We made a change in Whidbey recently that impacts the verification of calls to virtual methods.
Invoking Virtual Methods Statically
Valid IL could previously invoke a precise implementation of a virtual method with a call instruction instead of a callvirt. The target type's exact method token could be specified, bypassing all dynamic dispatch altogether. For example, given two classes A and B
class A {
public virtual void f() {
Console.WriteLine("A::f");
}
}
class B : A {
public override void f() {
Console.WriteLine("B::f");
}
}
a consumer would ordinarily emit IL to perform a virtual dispatch, looking something like this in IL
newobj instance void B::.ctor()
callvirt instance void A::f()
The result is of course a properly dispatched virtual call which resolves to B's override and prints out "B::f". But somebody could do this instead
newobj instance void B::.ctor()
call instance void A::f()
The result of which is an ordinary statically dispatched call to A's implementation of f, printing out "A::f".
Some consider this a violation of privacy through inheritence. Lots of code is written under the assumption that overriding a virtual method is sufficient to guarantee custom logic within gets called. Intuitively, this makes sense, and C# lulls you into this sense of security because it always emits calls to virtual methods as callvirts. C++ offers language syntax to do precisely this, however, e.g.
B b;
b.A::f();
I don't know of any other language that support this type of call directly, but presumably somebody else followed in C++'s footsteps here. C# (and others) use this technique to implement 'call to base' functionality. Some compilers emit this type of IL so that their method resolution code can bind to virtual methods in a custom way. And others could do it in an attempt to "devirtualize" method calls when they know there are no overrides.
Verification Changes
Late in Whidbey, some folks decided this is subtly strange enough that we at least don't want partially trusted code to be doing it. That it's even possible is often surprising to people. We resolved the mismatch between expectations and reality through the introduction of a new verification rule.
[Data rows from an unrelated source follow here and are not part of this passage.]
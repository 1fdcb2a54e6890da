//! Operation Engine - declarative operation descriptors for dataflow graphs
//!
//! This crate turns a plain function into a reusable, introspectable
//! operation node. It provides:
//!
//! - Composable metadata annotators (names, units, limits, visibility, ...)
//! - A factory that merges annotations with the function's declared signature
//! - Validation that reports every inconsistency at once
//! - A renderer-agnostic parameter projection for property editors
//! - A registry for reconstructing serialized instances and building menus
//!
//! The wrapped function is never called while an operation is declared,
//! validated or projected.
//!
//! # Example
//!
//! ```ignore
//! use operation_engine::annotate::{limits, output_names, units};
//! use operation_engine::{operation, Annotated, Callable, Parameter, Signature, TypeTag};
//!
//! let add = Callable::new(
//!     "add",
//!     Signature::new([
//!         Parameter::optional("x", TypeTag::Int, 1),
//!         Parameter::optional("y", TypeTag::Int, 2),
//!     ])
//!     .returns(TypeTag::Int),
//!     |args| Ok(serde_json::json!(args["x"].as_i64() + args["y"].as_i64())),
//! );
//!
//! let descriptor = operation(
//!     Annotated::new(add)
//!         .with(output_names("sum"))
//!         .with(units("x", "mm"))
//!         .with(limits("x", [0, 10])),
//! )?;
//! let parameters = descriptor.instantiate().as_parameters();
//! ```

pub mod annotate;
pub mod descriptor;
pub mod diagnostics;
pub mod error;
pub mod factory;
pub mod metadata;
pub mod projection;
pub mod registry;
pub mod signature;
pub mod types;
pub mod validation;

#[cfg(test)]
mod testing;

// Re-export key types
pub use annotate::{Annotated, Annotation, Annotations};
pub use descriptor::{OperationDescriptor, OperationInstance, OperationState};
pub use diagnostics::{CollectingSink, Diagnostic, DiagnosticSink, LogSink, NullSink, Severity};
pub use error::{OperationError, Result};
pub use factory::{operation, OperationFactory};
pub use metadata::OperationMetadata;
pub use projection::{project, EditorType, ParameterState, ProjectionConfig, TypeVocabulary};
pub use registry::{CategoryMenu, OperationRegistry};
pub use signature::{Arguments, Callable, Parameter, ReturnAnnotation, Signature};
pub use types::{CategoryPath, Limits, Names, OutputShape, PlotHint, TypeTag};
pub use validation::{collect_problems, validate, PortKind, ValidationError, ValidationProblem};
//! Operation descriptors and their instances
//!
//! An [`OperationDescriptor`] is the validated, immutable template produced
//! by the factory: it wraps a [`Callable`] and owns the merged metadata.
//! Descriptors are shared behind an `Arc`. An [`OperationInstance`] is one
//! placement of that template in a graph; it copies the template's metadata
//! when created, so filling values or disabling an instance never touches
//! the template or any other instance.

use std::fmt;
use std::sync::Arc;

use serde::{Deserialize, Serialize};

use crate::annotate::Annotations;
use crate::error::{OperationError, Result};
use crate::metadata::OperationMetadata;
use crate::projection::{self, ParameterState, ProjectionConfig};
use crate::signature::{Arguments, Callable};
use crate::types::TypeTag;
use crate::validation::{self, ValidationError};

/// Validated template for an operation
#[derive(Debug, Clone)]
pub struct OperationDescriptor {
    /// Display name
    pub name: String,
    /// Input names, positionally aligned with the callable's parameters
    pub input_names: Vec<String>,
    /// Output names, positionally aligned with the declared return types
    pub output_names: Vec<String>,
    pub metadata: OperationMetadata,
    pub callable: Callable,
}

impl OperationDescriptor {
    /// Create an instance of this operation with its own copy of the metadata
    pub fn instantiate(self: &Arc<Self>) -> OperationInstance {
        OperationInstance {
            descriptor: Arc::clone(self),
            input_names: self.input_names.clone(),
            output_names: self.output_names.clone(),
            metadata: self.metadata.clone(),
            disabled: false,
        }
    }

    /// Reference used to find this operation's callable again after serialization
    ///
    /// This is the callable's intrinsic name, or the operation name when the
    /// callable is anonymous.
    pub fn callable_ref(&self) -> &str {
        self.callable.name().unwrap_or(&self.name)
    }

    /// Declared input types, keyed by input name
    pub fn input_types(&self) -> Vec<(String, Option<TypeTag>)> {
        input_types(&self.callable, &self.input_names)
    }

    /// Declared output types, keyed by output name
    pub fn output_types(&self) -> Vec<(String, Option<TypeTag>)> {
        output_types(&self.callable, &self.output_names)
    }

    /// Every slot of this descriptor as an annotation layer
    ///
    /// Used to derive a new operation that inherits this one's metadata.
    pub fn to_annotations(&self) -> Annotations {
        let metadata = self.metadata.clone();
        Annotations {
            name: Some(self.name.clone()),
            input_names: Some(self.input_names.clone()),
            output_names: Some(self.output_names.clone()),
            filled_values: Some(metadata.filled_values),
            units: Some(metadata.units),
            limits: Some(metadata.limits),
            fixed: Some(metadata.fixed),
            fixable: Some(metadata.fixable),
            visible: Some(metadata.visible),
            opts: Some(metadata.opts),
            output_shape: Some(metadata.output_shape),
            input_descriptions: Some(metadata.input_descriptions),
            output_descriptions: Some(metadata.output_descriptions),
            categories: Some(metadata.categories),
            hints: Some(metadata.hints),
        }
    }
}

impl fmt::Display for OperationDescriptor {
    fn fmt(&self, f: &mut fmt::Formatter<'_>) -> fmt::Result {
        write!(f, "Operation named {}", self.name)
    }
}

fn input_types(callable: &Callable, names: &[String]) -> Vec<(String, Option<TypeTag>)> {
    names
        .iter()
        .zip(&callable.signature().parameters)
        .map(|(name, param)| (name.clone(), param.annotation.clone()))
        .collect()
}

fn output_types(callable: &Callable, names: &[String]) -> Vec<(String, Option<TypeTag>)> {
    let mut returns = callable.signature().return_types().into_iter();
    names
        .iter()
        .map(|name| (name.clone(), returns.next()))
        .collect()
}

/// Minimal state needed to rebuild an equivalent instance
#[derive(Debug, Clone, PartialEq, Serialize, Deserialize)]
#[serde(rename_all = "camelCase")]
pub struct OperationState {
    /// Callable reference (see [`OperationDescriptor::callable_ref`])
    pub callable: String,
    #[serde(default)]
    pub filled_values: std::collections::BTreeMap<String, serde_json::Value>,
    pub input_names: Vec<String>,
    pub output_names: Vec<String>,
}

/// One placement of an operation in a graph
#[derive(Debug, Clone)]
pub struct OperationInstance {
    descriptor: Arc<OperationDescriptor>,
    pub input_names: Vec<String>,
    pub output_names: Vec<String>,
    pub metadata: OperationMetadata,
    /// Whether the graph should skip this operation
    pub disabled: bool,
}

impl OperationInstance {
    /// Rebuild an instance from a saved state
    ///
    /// The state must name the descriptor's callable and satisfy the same
    /// naming rules as the descriptor itself; otherwise every problem is
    /// returned as a validation error.
    pub fn restore(descriptor: Arc<OperationDescriptor>, state: OperationState) -> Result<Self> {
        if descriptor.callable_ref() != state.callable {
            return Err(OperationError::CallableMismatch {
                expected: descriptor.callable_ref().to_string(),
                found: state.callable,
            });
        }

        let mut instance = descriptor.instantiate();
        instance.metadata.filled_values = state.filled_values;
        instance.input_names = state.input_names;
        instance.output_names = state.output_names;
        instance.validate()?;
        Ok(instance)
    }

    /// Check this instance's names and metadata against its callable
    pub fn validate(&self) -> Result<()> {
        let snapshot = OperationDescriptor {
            name: self.descriptor.name.clone(),
            input_names: self.input_names.clone(),
            output_names: self.output_names.clone(),
            metadata: self.metadata.clone(),
            callable: self.descriptor.callable.clone(),
        };
        let problems = validation::collect_problems(&snapshot);
        if problems.is_empty() {
            return Ok(());
        }
        Err(ValidationError {
            operation: Box::new(snapshot),
            problems,
        }
        .into())
    }

    /// The template this instance was created from
    pub fn descriptor(&self) -> &Arc<OperationDescriptor> {
        &self.descriptor
    }

    pub fn name(&self) -> &str {
        &self.descriptor.name
    }

    /// The wrapped function
    pub fn callable(&self) -> &Callable {
        &self.descriptor.callable
    }

    /// Pre-bind a value for one of this instance's inputs
    pub fn fill(&mut self, input: &str, value: impl Into<serde_json::Value>) -> Result<()> {
        if !self.input_names.iter().any(|n| n == input) {
            return Err(OperationError::UnknownInput(input.to_string()));
        }
        self.metadata
            .filled_values
            .insert(input.to_string(), value.into());
        Ok(())
    }

    /// Remove a pre-bound value, returning it if it was set
    pub fn clear(&mut self, input: &str) -> Option<serde_json::Value> {
        self.metadata.filled_values.remove(input)
    }

    /// Keyword arguments for a call: caller arguments overlaid on filled values
    pub fn arguments(&self, overrides: Arguments) -> Arguments {
        let mut arguments: Arguments = self
            .metadata
            .filled_values
            .iter()
            .map(|(k, v)| (k.clone(), v.clone()))
            .collect();
        arguments.extend(overrides);
        arguments
    }

    pub fn input_types(&self) -> Vec<(String, Option<TypeTag>)> {
        input_types(self.callable(), &self.input_names)
    }

    pub fn output_types(&self) -> Vec<(String, Option<TypeTag>)> {
        output_types(self.callable(), &self.output_names)
    }

    /// Reduce to the minimal serializable state
    pub fn reduce(&self) -> OperationState {
        OperationState {
            callable: self.descriptor.callable_ref().to_string(),
            filled_values: self.metadata.filled_values.clone(),
            input_names: self.input_names.clone(),
            output_names: self.output_names.clone(),
        }
    }

    /// Project the inputs into editor parameter states with the default configuration
    pub fn as_parameters(&self) -> Vec<ParameterState> {
        projection::project(self, &ProjectionConfig::default())
    }
}

impl fmt::Display for OperationInstance {
    fn fmt(&self, f: &mut fmt::Formatter<'_>) -> fmt::Result {
        write!(f, "Operation named {}", self.name())
    }
}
The rule restricts the manner in which callers can make non-virtual calls to virtual methods, specifically by only permitting it if the target method is being called on the caller's 'this' pointer. This effectively allows an object to call up (or down, although that would be odd) its own type hierarchy. With this change, the above example fails verification, "The 'this' parameter to the call must be the calling method's 'this' parameter."
Identity Tracking
The verifier implements this magic using a technique called identity tracking. We don't use this style of tracking in many places. The verifier ordinarily tracks only the static type of items on the stack. But in this case, it needs to be comfortable that you're using the same arg.0 pointer for the method call as was passed onto the caller's stack frame. If you've executed a starg 0 in the IL stream, for example, you won't be permitted to make the call. Even if you do a ldarg.0 followed by a starg 0, the verifier tosses you out the window.
A catch here is that while you might be operating dynamically on the 'this' pointer, the verifier avoids statically tracking pointers across method calls. An example of where this can produce a false positive is as follows
class A {
public virtual void f() {
Console.WriteLine("Foo::f");
}
}
class B : A {
public override void f() {
Console.WriteLine("Bar::f");
}
private B Echo(B b) { return b; }
public void FailsVerification() {
Echo(this).A::f();
}
}
It's clear that FailsVerification is really just invoking methods on its this pointer. But it does so in a roundabout fashion. (Of course that 'A::f()' syntax is psuedo-code; it would compile in C++, but C# doesn't offer such a feature.) Regardless, the IL that gets produced isn't verifiable.